Prelúdio 3 – Ana Laura Prates Pacheco
Desfazendo o nó cego e dando nó em pingo d’água!
No Seminário RSI, que em francês ressoa como heresia, Lacan anuncia que há esperança de darmos um passo juntos, convocando os analistas da época a acompanhá-lo na aventura borromeana. Como dizem que a esperança é a última que morre, ainda hoje tentamos acompanha-lo nesse passo que é, fundamentalmente, clínico. Lacan é enfático ao afirmar que o nó borromeano não é um esquema, aos moldes da “geometria do saco” freudiana, na qual id/ego/superego são esboçados a partir da separação entre mundo externo e mundo interno. Tampouco se trata de um modelo matemático, ou uma representação. O nó muito menos é uma transcendência, ou uma cosmologia, já que ele “parte da experiência analítica e é nisso que está o seu valor”. O nó, portanto, apresenta-nos o “espaço do parlêtre”, na medida em que só há ser da fala/palavra, a partir do acontecimento de um dizer. Graças a esse acontecimento, o corpo não se comunica com a linguagem. Não há razão (proporção/relação) possível entre a res cogito e a res extensa, razão esta, entretanto, que a fantasia fundamental do sujeito neurótico tenta escrever com as versões pulsionais do objeto a ($◊a). Constatamos que o máximo que ele consegue é fazer um nó cego (e também, muitas vezes, surdo e mudo), no qual fica preso e fixado.

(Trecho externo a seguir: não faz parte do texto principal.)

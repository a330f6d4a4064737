use async_trait::async_trait;

use super::{not_found, records_workbook, to_rows, LocalData, LocalService};
use crate::model::filter::{flag_matches, text_matches};
use crate::model::{
    ContractImport, MySqlContract, ObjectId, OracleDatabaseContract, OracleDatabaseContractFe,
    OracleDatabaseContractsFilter, SqlServerDatabaseContract,
};
use crate::service::error::{ErrorKind, ServiceError, ServiceResult};
use crate::service::ContractService;

impl LocalData {
    fn contract_fe(&self, contract: &OracleDatabaseContract) -> OracleDatabaseContractFe {
        let info = self.license_type_info(&contract.license_type_id);
        let (hosts, available) = self.coverage(
            &contract.license_type_id,
            contract.count,
            contract.unlimited,
            &contract.hosts,
        );
        let count = contract.count as f64;
        let (per_core, per_user, available_core, available_user) = if info.named_user {
            (0.0, count, 0.0, available)
        } else {
            (count, 0.0, available, 0.0)
        };
        OracleDatabaseContractFe {
            id: contract.id,
            contract_id: contract.contract_id.clone(),
            csi: contract.csi.clone(),
            license_type_id: contract.license_type_id.clone(),
            item_description: info.item_description,
            metric: info.metric,
            reference_number: contract.reference_number.clone(),
            unlimited: contract.unlimited,
            basket: contract.basket,
            restricted: contract.restricted,
            hosts,
            licenses_per_core: per_core,
            licenses_per_user: per_user,
            available_licenses_per_core: available_core,
            available_licenses_per_user: available_user,
        }
    }

    fn oracle_contract_mut(&mut self, id: ObjectId) -> ServiceResult<&mut OracleDatabaseContract> {
        self.oracle_contracts
            .iter_mut()
            .find(|c| c.id == id)
            .ok_or_else(|| not_found(ErrorKind::ContractNotFound, id))
    }

    fn require_oracle_license_type(&self, id: &str) -> ServiceResult<()> {
        if self.oracle_license_type(id).is_none() {
            return Err(not_found(ErrorKind::LicenseTypeIdNotFound, id));
        }
        Ok(())
    }

    fn require_sql_server_license_type(&self, id: &str) -> ServiceResult<()> {
        if !self.sql_server_license_types.iter().any(|lt| lt.id == id) {
            return Err(not_found(ErrorKind::LicenseTypeIdNotFound, id));
        }
        Ok(())
    }

    fn oracle_contracts_fe(&self, filter: &OracleDatabaseContractsFilter) -> Vec<OracleDatabaseContractFe> {
        self.oracle_contracts
            .iter()
            .map(|c| self.contract_fe(c))
            .filter(|c| contract_matches(filter, c))
            .collect()
    }

    fn mysql_contracts_in(&self, locations: &[String]) -> Vec<MySqlContract> {
        self.mysql_contracts
            .iter()
            .filter(|c| locations.contains(&c.location))
            .cloned()
            .collect()
    }
}

fn contract_matches(filter: &OracleDatabaseContractsFilter, contract: &OracleDatabaseContractFe) -> bool {
    text_matches(&filter.contract_id, &contract.contract_id)
        && text_matches(&filter.license_type_id, &contract.license_type_id)
        && text_matches(&filter.item_description, &contract.item_description)
        && text_matches(&filter.csi, &contract.csi)
        && text_matches(&filter.metric, &contract.metric)
        && text_matches(&filter.reference_number, &contract.reference_number)
        && flag_matches(filter.unlimited, contract.unlimited)
        && flag_matches(filter.basket, contract.basket)
        && filter.licenses_per_core.contains(contract.licenses_per_core)
        && filter.licenses_per_user.contains(contract.licenses_per_user)
        && filter
            .available_licenses_per_core
            .contains(contract.available_licenses_per_core)
        && filter
            .available_licenses_per_user
            .contains(contract.available_licenses_per_user)
}

#[async_trait]
impl ContractService for LocalService {
    // ==================== Oracle/Database ====================

    async fn add_oracle_database_contract(
        &self,
        mut contract: OracleDatabaseContract,
    ) -> ServiceResult<OracleDatabaseContractFe> {
        self.record("add_oracle_database_contract", format!("{:?}", contract))?;
        let mut data = self.data.write();
        data.require_oracle_license_type(&contract.license_type_id)?;
        contract.id = ObjectId::generate();
        let fe = data.contract_fe(&contract);
        data.oracle_contracts.push(contract);
        Ok(fe)
    }

    async fn update_oracle_database_contract(
        &self,
        contract: OracleDatabaseContract,
    ) -> ServiceResult<OracleDatabaseContractFe> {
        self.record("update_oracle_database_contract", format!("{:?}", contract))?;
        let mut data = self.data.write();
        data.require_oracle_license_type(&contract.license_type_id)?;
        *data.oracle_contract_mut(contract.id)? = contract.clone();
        Ok(data.contract_fe(&contract))
    }

    async fn get_oracle_database_contracts(
        &self,
        filter: &OracleDatabaseContractsFilter,
    ) -> ServiceResult<Vec<OracleDatabaseContractFe>> {
        self.record("get_oracle_database_contracts", format!("{:?}", filter))?;
        Ok(self.data.read().oracle_contracts_fe(filter))
    }

    async fn get_oracle_database_contracts_as_xlsx(
        &self,
        filter: &OracleDatabaseContractsFilter,
    ) -> ServiceResult<Vec<u8>> {
        self.record("get_oracle_database_contracts_as_xlsx", format!("{:?}", filter))?;
        let contracts = self.data.read().oracle_contracts_fe(filter);
        records_workbook(
            "Contracts",
            &[
                "Contract Number", "Part Number", "Description", "Metric", "CSI", "Reference Number",
                "Unlimited", "Basket", "Restricted", "Licenses Per Core", "Licenses Per User",
                "Available Licenses Per Core", "Available Licenses Per User",
            ],
            &[
                "contractID", "licenseTypeID", "itemDescription", "metric", "csi", "referenceNumber",
                "unlimited", "basket", "restricted", "licensesPerCore", "licensesPerUser",
                "availableLicensesPerCore", "availableLicensesPerUser",
            ],
            &to_rows(&contracts)?,
        )
    }

    async fn delete_oracle_database_contract(&self, id: ObjectId) -> ServiceResult<()> {
        self.record("delete_oracle_database_contract", format!("{:?}", id))?;
        let mut data = self.data.write();
        let before = data.oracle_contracts.len();
        data.oracle_contracts.retain(|c| c.id != id);
        if data.oracle_contracts.len() == before {
            return Err(not_found(ErrorKind::ContractNotFound, id));
        }
        Ok(())
    }

    async fn add_host_to_oracle_database_contract(&self, id: ObjectId, hostname: &str) -> ServiceResult<()> {
        self.record(
            "add_host_to_oracle_database_contract",
            format!("{:?}, {:?}", id, hostname),
        )?;
        let mut data = self.data.write();
        if !data.host_outside_cluster(hostname) {
            return Err(not_found(ErrorKind::NotInClusterHostNotFound, hostname));
        }
        let contract = data.oracle_contract_mut(id)?;
        if !contract.hosts.iter().any(|h| h == hostname) {
            contract.hosts.push(hostname.to_string());
        }
        Ok(())
    }

    async fn delete_host_from_oracle_database_contract(&self, id: ObjectId, hostname: &str) -> ServiceResult<()> {
        self.record(
            "delete_host_from_oracle_database_contract",
            format!("{:?}, {:?}", id, hostname),
        )?;
        let mut data = self.data.write();
        let contract = data.oracle_contract_mut(id)?;
        let before = contract.hosts.len();
        contract.hosts.retain(|h| h != hostname);
        if contract.hosts.len() == before {
            return Err(not_found(ErrorKind::NotFound, hostname));
        }
        Ok(())
    }

    // ==================== Microsoft/SQL Server ====================

    async fn add_sql_server_database_contract(
        &self,
        mut contract: SqlServerDatabaseContract,
    ) -> ServiceResult<SqlServerDatabaseContract> {
        self.record("add_sql_server_database_contract", format!("{:?}", contract))?;
        let mut data = self.data.write();
        data.require_sql_server_license_type(&contract.license_type_id)?;
        contract.id = ObjectId::generate();
        data.sql_server_contracts.push(contract.clone());
        Ok(contract)
    }

    async fn update_sql_server_database_contract(
        &self,
        contract: SqlServerDatabaseContract,
    ) -> ServiceResult<SqlServerDatabaseContract> {
        self.record("update_sql_server_database_contract", format!("{:?}", contract))?;
        let mut data = self.data.write();
        data.require_sql_server_license_type(&contract.license_type_id)?;
        let stored = data
            .sql_server_contracts
            .iter_mut()
            .find(|c| c.id == contract.id)
            .ok_or_else(|| not_found(ErrorKind::ContractNotFound, contract.id))?;
        *stored = contract.clone();
        Ok(contract)
    }

    async fn get_sql_server_database_contracts(&self) -> ServiceResult<Vec<SqlServerDatabaseContract>> {
        self.record("get_sql_server_database_contracts", String::new())?;
        Ok(self.data.read().sql_server_contracts.clone())
    }

    async fn get_sql_server_database_contracts_as_xlsx(&self) -> ServiceResult<Vec<u8>> {
        self.record("get_sql_server_database_contracts_as_xlsx", String::new())?;
        let contracts = self.data.read().sql_server_contracts.clone();
        records_workbook(
            "Contracts",
            &["Contract Number", "Type", "License Type", "Licenses Number", "Hosts", "Clusters"],
            &["contractID", "type", "licenseTypeID", "licensesNumber", "hosts", "clusters"],
            &to_rows(&contracts)?,
        )
    }

    async fn delete_sql_server_database_contract(&self, id: ObjectId) -> ServiceResult<()> {
        self.record("delete_sql_server_database_contract", format!("{:?}", id))?;
        let mut data = self.data.write();
        let before = data.sql_server_contracts.len();
        data.sql_server_contracts.retain(|c| c.id != id);
        if data.sql_server_contracts.len() == before {
            return Err(not_found(ErrorKind::ContractNotFound, id));
        }
        Ok(())
    }

    // ==================== MySQL ====================

    async fn add_mysql_contract(&self, mut contract: MySqlContract) -> ServiceResult<MySqlContract> {
        self.record("add_mysql_contract", format!("{:?}", contract))?;
        contract.id = ObjectId::generate();
        self.data.write().mysql_contracts.push(contract.clone());
        Ok(contract)
    }

    async fn update_mysql_contract(&self, contract: MySqlContract) -> ServiceResult<MySqlContract> {
        self.record("update_mysql_contract", format!("{:?}", contract))?;
        let mut data = self.data.write();
        let stored = data
            .mysql_contracts
            .iter_mut()
            .find(|c| c.id == contract.id)
            .ok_or_else(|| not_found(ErrorKind::NotFound, contract.id))?;
        *stored = contract.clone();
        Ok(contract)
    }

    async fn get_mysql_contracts(&self, locations: &[String]) -> ServiceResult<Vec<MySqlContract>> {
        self.record("get_mysql_contracts", format!("{:?}", locations))?;
        Ok(self.data.read().mysql_contracts_in(locations))
    }

    async fn get_mysql_contracts_as_xlsx(&self, locations: &[String]) -> ServiceResult<Vec<u8>> {
        self.record("get_mysql_contracts_as_xlsx", format!("{:?}", locations))?;
        let contracts = self.data.read().mysql_contracts_in(locations);
        records_workbook(
            "Contracts",
            &["Type", "Contract Number", "CSI", "Number Of Licenses", "Clusters", "Hosts", "Location"],
            &["type", "contractID", "csi", "numberOfLicenses", "clusters", "hosts", "location"],
            &to_rows(&contracts)?,
        )
    }

    async fn delete_mysql_contract(&self, id: ObjectId) -> ServiceResult<()> {
        self.record("delete_mysql_contract", format!("{:?}", id))?;
        let mut data = self.data.write();
        let before = data.mysql_contracts.len();
        data.mysql_contracts.retain(|c| c.id != id);
        if data.mysql_contracts.len() == before {
            return Err(not_found(ErrorKind::NotFound, id));
        }
        Ok(())
    }

    // ==================== Import ====================

    async fn import_contracts(&self, contracts: ContractImport) -> ServiceResult<usize> {
        self.record("import_contracts", format!("{:?}", contracts))?;
        let mut data = self.data.write();
        let imported = contracts.len();
        match contracts {
            ContractImport::Oracle(contracts) => {
                for contract in &contracts {
                    contract
                        .check()
                        .map_err(|e| ServiceError::validation(e.to_string()))?;
                    data.require_oracle_license_type(&contract.license_type_id)?;
                }
                data.oracle_contracts.extend(contracts.into_iter().map(|mut c| {
                    c.id = ObjectId::generate();
                    c
                }));
            }
            ContractImport::SqlServer(contracts) => {
                for contract in &contracts {
                    data.require_sql_server_license_type(&contract.license_type_id)?;
                }
                data.sql_server_contracts.extend(contracts.into_iter().map(|mut c| {
                    c.id = ObjectId::generate();
                    c
                }));
            }
            ContractImport::MySql(contracts) => {
                if let Some(invalid) = contracts.iter().find(|c| !c.is_valid()) {
                    return Err(ServiceError::validation(format!(
                        "Invalid contract type: {}",
                        invalid.contract_type
                    )));
                }
                data.mysql_contracts.extend(contracts.into_iter().map(|mut c| {
                    c.id = ObjectId::generate();
                    c
                }));
            }
        }
        Ok(imported)
    }
}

É o dizer de Freud, desenvelopado por Lacan, que nos permite verificar a estrutura para além da fantasia; em outras palavras, é a Psicanálise que aponta a não coalescência entre o a e o S(Ⱥ) – o gozo opaco e à deriva, o Outro gozo, a terceira (pois gozo, em francês – jouissance, é artigo feminino). Já que a dualidade linguagem/corpo não faz um, logo, há três. O Real é três. Aqui é o dizer de Cantor que impera. O três no nó é cardinal, não há ordem nem prevalência de um sobre os outros dois. O três ex-site. Mas ele também insiste e consiste. Assim, o nó bo (apelido para borromeu) nos apresenta o impensável enlaçamento entre o equívoco fundamental e o sentido, RIS, RSI, ISR, IRS, SIR, SRI… Heresia lacaniana! Mas o nó, ele mesmo, também é a um só tempo real, simbólico e imaginário, na medida em que se mostra, se escreve e se imagina. Eis o segredo do nó, sua impossibilidade de fazer uma única consistência, pois cada duas que se enlaçam, esburacam a terceira.
Assim, as particularíssimas características desse tipo de enlace têm para Lacan, uma inestimável utilidade clínica. O sofrimento humano pôde ser formalizado e tratado – na experiência psicanalítica sob transferência – desde que Freud o nomeou: inibição, sintoma, angústia. A partir do nó podemos precisar que a inibição (por mais que a chamemos de depressão) “é o que para de se imiscuir no buraco do simbólico”; a angústia (por mais que a chamemos de pânico) “parte do real e dá sentido à natureza do gozo que se produz aí”; e, mais ainda, continua sendo pelo sintoma (por mais que o chamemos de fibromialgia, TOC, ou TDH) que “identificamos o que se produz no campo do real”.
Ora, é justamente com o sintoma – “o efeito do simbólico no real” – que a Psicanálise opera, na medida em que possibilita ao sujeito desfazer o nó cego da fantasia e, através do inconsciente, operar a redução do sintoma até sua letra impronunciável. Sabemos que é preciso tempo para que se produza essa letra que separa as três modalidades gozosas, revelando que o buraco sem fundo cavado do nó cego é, realmente, furo estrutural que cospe o nome, sustentando e orientando nosso desejo incurável. Mas vale a pena apostar em outras tranças, que promovam novos laços (inclusive sociais, amorosos e sexuais), e que permitam ao falaser se virar (lidar, rebolar, ganhar a vida, pagar o preço, etc.) e nesse reviramento topológico: ver, ouvir e falar, inventar outra ficção do real. Não mais um nó cego, surdo e mudo. Antes, por que não arriscar o impossível, dando nó em pingo d’água?